Когда мы написали про эту ситуации, я наблюдала за комментариями. Меня обвиняли, что я сама виновата, спровоцировав сотрудников полиции. Дескать, я личному конфликту придаю гомофобный контекст. Давайте начнем с того, дорогие комментаторы, что эта ситуация и не выплыла бы, если бы я ее не актуализировала. Если бы я отказалась афишировать эту ситуацию, то о ней никто бы и не узнал, кроме моей подруги, которая была со мной. Я бы заплатила штраф и баста. Но я не хочу, чтобы мое имя ассоциировалось с дебоширом. Я не хочу негативно выглядеть в глазах общества. Я — правозащитник, а не нарушитель закона. Я отстаиваю закон, борюсь за права и свободы, поэтому и решила рассказать общественности свою историю, но мне все равно очень больно видеть комментарии этих людей, оправдывающих полицейских и обвиняющих меня. Думая обо всем этом, я уже навязываю себе комплекс вины, начинаю думать, что, может, я действительно что-то сказала или сделала. Если это общество не понимает статус жертвы и насильника, что жертва никаким образом не может провоцировать к себе насилие, почему я должна от этого страдать. Это очень сложно объяснять людям.

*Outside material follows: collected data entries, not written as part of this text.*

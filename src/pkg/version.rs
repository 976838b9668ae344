// Purpose: Parse caller-supplied module versions and derive major-version path conventions.
// Inputs/Outputs: Accepts raw version strings (optionally `v`-prefixed) and yields semver data.
// Invariants: The raw string is kept verbatim; only parsing strips the single leading `v`.
// Gotchas: Pseudo-version shape and major-suffix checks are advisory and never reject input.

use regex::Regex;
use semver::Version;
use std::sync::LazyLock;

static PSEUDO_VERSION_RE: LazyLock<Regex> = LazyLock::new(|| {
    Regex::new(
        r"^v[0-9]+\.(0\.0-|[0-9]+\.[0-9]+-([^+]*\.)?0\.)[0-9]{14}-[A-Za-z0-9]+(\+[0-9A-Za-z-]+(\.[0-9A-Za-z-]+)*)?$",
    )
    .expect("pseudo-version pattern")
});

/// Strict semver parse after dropping one optional leading `v`.
pub fn parse_semver(raw: &str) -> Result<Version, semver::Error> {
    Version::parse(raw.strip_prefix('v').unwrap_or(raw))
}

/// Canonical form of a `go.mod` version: `v1` and `v1.2` are padded to
/// `v1.0.0` and `v1.2.0`, and build metadata is dropped except `+incompatible`.
/// Returns `None` when the text is not a valid `v`-prefixed semantic version.
pub fn canonical_version(raw: &str) -> Option<String> {
    let rest = raw.strip_prefix('v')?;
    let (rest, build) = match rest.split_once('+') {
        Some((r, b)) => (r, Some(b)),
        None => (rest, None),
    };
    let (core, pre) = match rest.split_once('-') {
        Some((c, p)) => (c, Some(p)),
        None => (rest, None),
    };
    let mut parts: Vec<&str> = core.split('.').collect();
    if parts.len() > 3 || (parts.len() < 3 && (pre.is_some() || build.is_some())) {
        return None;
    }
    parts.resize(3, "0");

    let mut canon = format!("v{}", parts.join("."));
    if let Some(pre) = pre {
        canon.push('-');
        canon.push_str(pre);
    }
    let full = match build {
        Some(b) => format!("{}+{}", &canon[1..], b),
        None => canon[1..].to_string(),
    };
    Version::parse(&full).ok()?;
    if build == Some("incompatible") {
        canon.push_str("+incompatible");
    }
    Some(canon)
}

#[derive(Debug, Clone, PartialEq, Eq)]
pub struct PseudoVersion {
    raw: String,
    semver: Version,
}

impl PseudoVersion {
    pub fn parse(raw: &str) -> Result<Self, semver::Error> {
        let semver = parse_semver(raw)?;
        Ok(Self {
            raw: raw.to_string(),
            semver,
        })
    }

    /// The version exactly as the caller wrote it.
    pub fn as_str(&self) -> &str {
        &self.raw
    }

    pub fn semver(&self) -> &Version {
        &self.semver
    }

    pub fn major(&self) -> u64 {
        self.semver.major
    }

    /// `v<major>` for majors that need their own module path element.
    pub fn path_suffix(&self) -> Option<String> {
        (self.major() >= 2).then(|| format!("v{}", self.major()))
    }

    pub fn is_incompatible(&self) -> bool {
        self.semver.build.as_str() == "incompatible"
    }

    /// Reports whether the version has the `vX.Y.Z-yyyymmddhhmmss-rev` shape
    /// the go command synthesizes for untagged commits.
    pub fn is_pseudo(&self) -> bool {
        if self.raw.starts_with('v') {
            PSEUDO_VERSION_RE.is_match(&self.raw)
        } else {
            PSEUDO_VERSION_RE.is_match(&format!("v{}", self.raw))
        }
    }
}

/// Splits a trailing `/vN` (N >= 2, no leading zero) element off a module path.
pub fn split_path_major(path: &str) -> (&str, Option<u64>) {
    if let Some((prefix, last)) = path.rsplit_once('/')
        && !prefix.is_empty()
        && let Some(digits) = last.strip_prefix('v')
        && !digits.is_empty()
        && !digits.starts_with('0')
        && digits.bytes().all(|b| b.is_ascii_digit())
        && let Ok(major) = digits.parse::<u64>()
        && major >= 2
    {
        return (prefix, Some(major));
    }
    (path, None)
}

/// Describes a disagreement between a module path's `/vN` suffix and the
/// version's major number, or `None` when they are consistent.
pub fn major_mismatch(module_path: &str, version: &PseudoVersion) -> Option<String> {
    let major = version.major();
    match split_path_major(module_path).1 {
        Some(suffix) if suffix == major => None,
        None if major < 2 || version.is_incompatible() => None,
        Some(suffix) => Some(format!(
            "module path {} ends in /v{} but version {} has major version {}",
            module_path,
            suffix,
            version.as_str(),
            major
        )),
        None => Some(format!(
            "version {} has major version {} but module path {} has no /v{} suffix",
            version.as_str(),
            major,
            module_path,
            major
        )),
    }
}
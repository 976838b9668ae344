// Purpose: Parse go.mod module descriptors into a typed ModFile.
// Inputs/Outputs: Takes raw descriptor bytes plus a display name; yields ModFile or all line errors.
// Invariants: Every reported error carries the 1-based line it was found on.
// Gotchas: Block forms are limited to the verbs the go command accepts; `=>` must be its own token.

use std::fmt;

use crate::pkg::version::{canonical_version, parse_semver, split_path_major};

const BLOCK_VERBS: &[&str] = &[
    "module", "godebug", "require", "exclude", "replace", "retract", "tool", "ignore",
];

#[derive(Debug, Clone, PartialEq, Eq, thiserror::Error)]
#[error("{file}:{line}: {msg}")]
pub struct ParseError {
    pub file: String,
    pub line: usize,
    pub msg: String,
}

/// All errors found in one descriptor, reported together.
#[derive(Debug, Clone, PartialEq, Eq)]
pub struct ErrorList(pub Vec<ParseError>);

impl fmt::Display for ErrorList {
    fn fmt(&self, f: &mut fmt::Formatter<'_>) -> fmt::Result {
        for (i, e) in self.0.iter().enumerate() {
            if i > 0 {
                f.write_str("; ")?;
            }
            write!(f, "{}", e)?;
        }
        Ok(())
    }
}

impl std::error::Error for ErrorList {}

#[derive(Debug, Clone, Default, PartialEq, Eq)]
pub struct ModuleVersion {
    pub path: String,
    pub version: String,
}

impl fmt::Display for ModuleVersion {
    fn fmt(&self, f: &mut fmt::Formatter<'_>) -> fmt::Result {
        if self.version.is_empty() {
            f.write_str(&self.path)
        } else {
            write!(f, "{}@{}", self.path, self.version)
        }
    }
}

#[derive(Debug, Clone, PartialEq, Eq)]
pub struct Module {
    pub id: ModuleVersion,
    pub deprecated: Option<String>,
}

#[derive(Debug, Clone, PartialEq, Eq)]
pub struct Require {
    pub id: ModuleVersion,
    pub indirect: bool,
}

#[derive(Debug, Clone, PartialEq, Eq)]
pub struct Replace {
    pub old: ModuleVersion,
    /// Empty `version` means `path` is a local directory.
    pub new: ModuleVersion,
}

#[derive(Debug, Clone, PartialEq, Eq)]
pub struct Retract {
    pub low: String,
    pub high: String,
    pub rationale: String,
}

#[derive(Debug, Clone, PartialEq, Eq)]
pub struct Godebug {
    pub key: String,
    pub value: String,
}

— Чем ты занимаешься в ЛГБТ-организации «Максимум»?
— Я пришла в организацию «Максимум» два года назад, и это изменило всю мою жизнь, потому что я здесь действительно нашла себя как юриста и человека. До этого я была очень гомофобна и не принимала себя. Здесь я работаю юристом, собираю запросы. Очень тяжело работать по нашей теме, потому что общество закрыто. С моим приходом в организацию мы стали более публичны, установили много контактов, сплотились. Первое мое мероприятие — это «Радужный флэшмоб» 2013 года. Меня тогда трясло от страха, это была моя первая акция.
Я благодарна нашей организации, но вместе с тем каждый раз, когда я получаю такие тумаки, когда понимаю, что происходит на самом деле, все становится не так уж и радужно. Когда входишь в реальность, видишь всю несправедливость, то уже не можешь уйти обратно. А моя действительность была иная, там не было этого насилия, там не было этого всего. Единственный большой плюс в кейсе с моим избиением, что моя девушка начала поддерживать меня в моей деятельности. До этого она меня не поддерживала, а когда увидела, как работает полиция, видимо, поняла, для чего я работаю и веду антидискриминационную просветительскую работу.